You can then launch these profiles by using the `--profile` flag with `docker compose`, e.g.:

```bash
docker compose --profile full_stack up -d
```

Take a look at the [getting started guide](getting_started.md) for more information setting up for a first launch.

## Environment variables

Below are all the possible Neurobagel environment variables that can be set in `.env`.

{{ read_table('./repos/recipes/docs/neurobagel_environment_variables.tsv') }}

At minimum, we recommend reviewing and changing the values of the following variables in `.env` for security purposes:

> `NB_GRAPH_ADMIN_PASSWORD`
> `NB_GRAPH_USERNAME`
> `NB_GRAPH_PASSWORD`
> `NB_GRAPH_DB`
> `NB_RETURN_AGG`
> `NB_API_QUERY_URL`
??? warning "Ensure that shell variables do not clash with `.env` file"
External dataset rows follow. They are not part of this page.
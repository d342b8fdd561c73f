use std::time::Duration;

/// Tunables shared by every widget created from one UI context.
#[derive(Debug, Clone, PartialEq)]
pub struct Config {
    /// Space kept between a clipped element and the far edge of its scroll container.
    pub clip_margin: f32,
    /// Horizontal padding kept between a popup and its bounding container.
    pub popup_padding: f32,
    /// Default width of popups owned by popup buttons and popup tools.
    pub popup_width: f32,
    /// How long a popup keeps its `transitioning` class after a display change.
    pub popup_transition: Duration,
    /// Delay between a dialog starting to close and the window actually closing.
    pub dialog_close_delay: Duration,
    /// Length of each step of the highlight flash played when a menu item is chosen.
    pub flash_interval: Duration,
}

impl Default for Config {
    fn default() -> Self {
        Config {
            clip_margin: 10.0,
            popup_padding: 10.0,
            popup_width: 320.0,
            popup_transition: Duration::from_millis(200),
            dialog_close_delay: Duration::from_millis(250),
            flash_interval: Duration::from_millis(100),
        }
    }
}

#[cfg(test)]
mod tests {
    use super::*;

    #[test]
    fn test_default_timings() {
        let config = Config::default();
        assert_eq!(config.popup_transition, Duration::from_millis(200));
        assert_eq!(config.dialog_close_delay, Duration::from_millis(250));
        assert_eq!(config.flash_interval, Duration::from_millis(100));
        assert_eq!(config.clip_margin, 10.0);
    }
}
impl Window {
    /// Create a window and start loading its frame.
    pub fn new(ctx: &UiContext, content: Box<dyn WindowContent>, config: WindowConfig) -> Self {
        let element = Element::with_class(ctx.document().clone(), "div", "trellis-window");
        let frame_box = Element::with_class(ctx.document().clone(), "div", "trellis-window-frame");
        let mut frame = Frame::new(ctx);

        element.append(&frame_box);
        frame_box.append(frame.element());
        element.hide();
        if config.kind == WindowKind::Dialog {
            element.add_class("trellis-dialog");
            if config.small {
                frame_box.add_class("trellis-window-frame-small");
            }
        }
        frame.load();

        Self {
            ctx: ctx.clone(),
            element,
            frame_box,
            frame,
            chrome: None,
            content,
            close_delay: ctx.config().dialog_close_delay,
            config,
            visible: false,
            opening: false,
            closing: false,
            pending_open: None,
            pending_close: None,
            close_timer: Timer::idle(),
            completed_close: None,
            dialog_listeners: Vec::new(),
            events: Emitter::new(),
        }
    }

    pub fn events_mut(&mut self) -> &mut Emitter<WindowEvent> {
        &mut self.events
    }

    pub fn element(&self) -> &Element {
        &self.element
    }

    pub fn frame(&self) -> &Frame {
        &self.frame
    }

    pub fn config(&self) -> &WindowConfig {
        &self.config
    }

    pub fn content(&self) -> &dyn WindowContent {
        self.content.as_ref()
    }

    pub fn content_mut(&mut self) -> &mut dyn WindowContent {
        self.content.as_mut()
    }

    pub fn is_visible(&self) -> bool {
        self.visible
    }

    pub fn is_opening(&self) -> bool {
        self.opening
    }

    pub fn is_closing(&self) -> bool {
        self.closing
    }

    /// Head, body, foot and overlay areas; `None` until the frame has loaded.
    pub fn parts(&self) -> Option<WindowParts<'_>> {
        self.chrome.as_ref().map(|chrome| chrome.parts(&self.ctx))
    }

    /// Resolved title message, empty without one.
    pub fn title(&self) -> String {
        self.content
            .title_message()
            .map(|key| self.ctx.msg(key, &[]))
            .unwrap_or_default()
    }

    /// Show `custom` as the title, or the default title.
    pub fn set_title(&mut self, custom: Option<&str>) {
        let title = match custom {
            Some(text) if !text.is_empty() => text.to_string(),
            _ => self.title(),
        };
        if let Some(chrome) = &self.chrome {
            chrome.title.set_text(&title);
        }
    }

    /// Size the frame; `None` means automatic. Ignored until the frame has loaded.
    pub fn set_size(&mut self, width: Option<f32>, height: Option<f32>) {
        if !self.frame.is_loaded() {
            return;
        }
        let css = |value: Option<f32>| value.map_or_else(|| "auto".to_string(), |v| format!("{}px", v));
        self.frame.element().set_style("width", Some(&css(width)));
        self.frame.element().set_style("height", Some(&css(height)));
    }

    pub fn set_position(&mut self, left: f32, top: f32) {
        self.element.set_style("left", Some(&format!("{}px", left)));
        self.element.set_style("top", Some(&format!("{}px", top)));
    }

    /// Size the frame height to its content, bounded by `min` and `max`.
    pub fn fit_height_to_contents(&mut self, min: f32, max: Option<f32>) -> f32 {
        let natural = self.frame.content().document().scroll_size(self.frame.content().node()).height;
        let height = fit(natural, min, max);
        self.frame.element().set_style("height", Some(&format!("{}px", height)));
        height
    }

    /// Size the frame width to its content, bounded by `min` and `max`.
    pub fn fit_width_to_contents(&mut self, min: f32, max: Option<f32>) -> f32 {
        let natural = self.frame.content().document().scroll_size(self.frame.content().node()).width;
        let width = fit(natural, min, max);
        self.frame.element().set_style("width", Some(&format!("{}px", width)));
        width
    }

    /// Open the window. Returns `false` when ignored because the window is not fully closed.
    pub fn open(&mut self, data: WindowData) -> bool {
        if !self.begin_open(data) {
            return false;
        }
        if self.ready_to_open() {
            self.finish_open();
        }
        true
    }

    /// Close the window. Returns `false` when ignored because the window is not open and idle.
    ///
    /// Dialogs keep a `closing` class for the configured delay before closing;
    /// the host advances the delay through [`update`](Self::update).
    pub fn close(&mut self, data: WindowData) -> bool {
        if self.opening || self.closing || !self.visible {
            trace!("Ignoring close of window that is not open");
            return false;
        }
        self.closing = true;
        match self.config.kind {
            WindowKind::Dialog => {
                self.element.add_class("trellis-dialog-closing");
                self.pending_close = Some(data);
                self.close_timer.start(self.close_delay);
            }
            WindowKind::Plain => self.finish_close(data),
        }
        true
    }

    /// Host reports that the frame finished loading.
    pub fn frame_loaded(&mut self) {
        self.initialize_frame();
        if self.ready_to_open() {
            self.finish_open();
        }
    }

    /// Advance the dialog close delay.
    pub fn update(&mut self, dt: Duration) {
        if self.close_timer.advance(dt) {
            self.element.remove_class("trellis-dialog-closing");
            let data = self.pending_close.take().unwrap_or_default();
            self.finish_close(data);
        }
    }

    /// Dialog keys: Escape closes, scroll keys are swallowed.
    pub fn handle_key(&mut self, event: &KeyEvent) -> bool {
        if self.config.kind != WindowKind::Dialog || !self.visible {
            return false;
        }
        match event.key {
            Key::Escape => {
                self.close(WindowData::cancel());
                true
            }
            key => key.is_scroll_key(),
        }
    }

    /// Whether a scroll event must be blocked from reaching the page.
    pub fn handle_scroll(&mut self) -> bool {
        self.config.kind == WindowKind::Dialog && self.visible
    }

    /// Route pointer input to the close button of a dialog.
    pub fn handle_pointer(&mut self, event: &PointerEvent) -> bool {
        let Some(button) = self.chrome.as_mut().and_then(|c| c.close_button.as_mut()) else {
            return false;
        };
        let on_button = event.target.is_some_and(|t| button.element().contains(t));
        if !on_button && !button.is_pressed() {
            return false;
        }
        let was_pressed = button.is_pressed();
        let handled = button.handle_pointer(event);
        if event.kind == PointerKind::Up && was_pressed && on_button && event.is_left() {
            self.close(WindowData::cancel());
        }
        handled
    }

    pub(crate) fn begin_open(&mut self, data: WindowData) -> bool {
        if self.opening || self.closing || self.visible {
            trace!("Ignoring open of window that is not closed");
            return false;
        }
        self.opening = true;
        self.element.show();
        self.visible = true;
        self.pending_open = Some(data);
        true
    }

    pub(crate) fn pending_open_data(&self) -> Option<&WindowData> {
        self.pending_open.as_ref()
    }

    pub(crate) fn ready_to_open(&self) -> bool {
        self.opening && self.pending_open.is_some() && self.frame.is_loaded()
    }

    /// Build the chrome and run `initialize` the first time the frame reports loaded.
    pub(crate) fn initialize_frame(&mut self) -> bool {
        if !self.frame.loaded() {
            return false;
        }
        let ctx = &self.ctx;
        let content_area = self.frame.content();
        let make = |class: &str| Element::with_class(ctx.document().clone(), "div", class);

        let head = make("trellis-window-head");
        let icon = make("trellis-window-icon");
        icon.add_class(&format!("trellis-icon-{}", self.config.icon));
        let title = make("trellis-window-title");
        let body = make("trellis-window-body");
        let foot = make("trellis-window-foot");
        let overlay = make("trellis-window-overlay");

        head.append(&icon);
        head.append(&title);
        content_area.append(&head);
        content_area.append(&body);
        content_area.append(&foot);
        content_area.append(&overlay);

        let close_button = (self.config.kind == WindowKind::Dialog).then(|| {
            let button = ButtonWidget::new(
                ctx,
                ButtonConfig::icon("close").with_title(ctx.msg("trellis-dialog-action-close", &[])),
            );
            button.element().add_class("trellis-window-closeButton");
            head.append(button.element());
            content_area.add_class("trellis-dialog-content");
            if self.config.footless {
                content_area.add_class("trellis-dialog-content-footless");
            }
            button
        });

        let chrome = Chrome {
            head,
            title,
            body,
            foot,
            overlay,
            close_button,
        };
        let title = self.title();
        if !title.is_empty() {
            chrome.title.set_text(&title);
        }
        self.content.initialize(&chrome.parts(&self.ctx));
        self.chrome = Some(chrome);

        debug!("Window frame initialized");
        self.events.emit(&WindowEvent::Initialize);
        true
    }

    /// Emit `Opening`, run `setup`, emit `Open`.
    pub(crate) fn finish_open(&mut self) {
        let Some(data) = self.pending_open.take() else {
            return;
        };
        self.frame.element().focus();
        self.events.emit(&WindowEvent::Opening(data.clone()));
        if let Some(chrome) = &self.chrome {
            self.content.setup(&chrome.parts(&self.ctx), &data);
        }
        if self.config.kind == WindowKind::Dialog {
            let document = self.ctx.document();
            self.dialog_listeners
                .push(document.listen(ListenTarget::Window, ListenKind::Scroll));
            self.dialog_listeners
                .push(document.listen(ListenTarget::Document, ListenKind::KeyDown));
        }
        self.events.emit(&WindowEvent::Open(data));
        self.opening = false;
        debug!("Window opened");
    }

    /// Close now, skipping any dialog delay. Used when another window of the same set opens.
    pub(crate) fn close_immediately(&mut self, data: WindowData) -> bool {
        if !self.visible || self.opening {
            return false;
        }
        self.close_timer.cancel();
        self.pending_close = None;
        self.element.remove_class("trellis-dialog-closing");
        self.closing = true;
        self.finish_close(data);
        true
    }

    /// Data of the last close that completed since the previous call.
    pub(crate) fn take_completed_close(&mut self) -> Option<WindowData> {
        self.completed_close.take()
    }

    fn finish_close(&mut self, data: WindowData) {
        let document = self.ctx.document().clone();
        if let Some(focused) = document.focused()
            && self.element.contains(focused)
        {
            document.blur(focused);
        }
        self.element.hide();
        self.visible = false;

        self.events.emit(&WindowEvent::Closing(data.clone()));
        if let Some(chrome) = &self.chrome {
            self.content.teardown(&chrome.parts(&self.ctx), &data);
        }
        for listener in self.dialog_listeners.drain(..) {
            document.unlisten(listener);
        }
        self.events.emit(&WindowEvent::Close(data.clone()));
        self.closing = false;
        self.completed_close = Some(data);
        debug!("Window closed");
    }

    pub fn destroy(mut self) {
        self.events.clear();
        let document = self.ctx.document().clone();
        for listener in self.dialog_listeners.drain(..) {
            document.unlisten(listener);
        }
        self.content.destroy();
        if let Some(chrome) = self.chrome.take()
            && let Some(button) = chrome.close_button
        {
            button.destroy();
        }
        self.frame.destroy();
        self.frame_box.destroy();
        self.element.destroy();
    }
}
If the shell you run `docker compose` from already has any
shell variable of the same name set,
the shell variable will take precedence over the configuration
of `.env`!
In this case, make sure to `unset` the local variable first.

For more information, see [Docker's environment variable precedence](https://docs.docker.com/compose/environment-variables/envvars-precedence/).

!!! tip
Double check that any environment variables you have customized in `.env` are resolved with your expected values using the command `docker compose config`.

## `local_nb_nodes.json`

This file is only used by deployment profiles that include the federation API.
`local_nb_nodes.json` contains the URLs and (arbitrary) names of the local nodes you wish to federate over.
Each node must be denoted by a dictionary `{}` with two key-value pairs:
`"NodeName"` for the name of the node,
`"ApiURL"` for the URL of the API exposed for that node.
Multiple nodes must be wrapped in a list `[]`.

Let's assume there are two local nodes already running on different servers of your institutional network, and you want to set up federation across both nodes:

- a node named `"My Institute"` running on your local computer (localhost), on port `8000` and
- a node named `"Node Recruitment"` running on a different computer with the local IP `192.168.0.1`, listening on the default http port `80`.

In your `local_nb_nodes.json` file you would configure this as follows:
``` {.json title="local_nb_nodes.json"}
[
{
"NodeName": "My Institute",
"ApiURL": "https://neurobagel.myinstitute.edu",
},
{
"NodeName": "Node Recruitment",
"ApiURL": "http://192.168.0.1"
}
]
```

!!! warning "Do not use `localhost`/`127.0.0.1` in `local_nb_nodes.json`"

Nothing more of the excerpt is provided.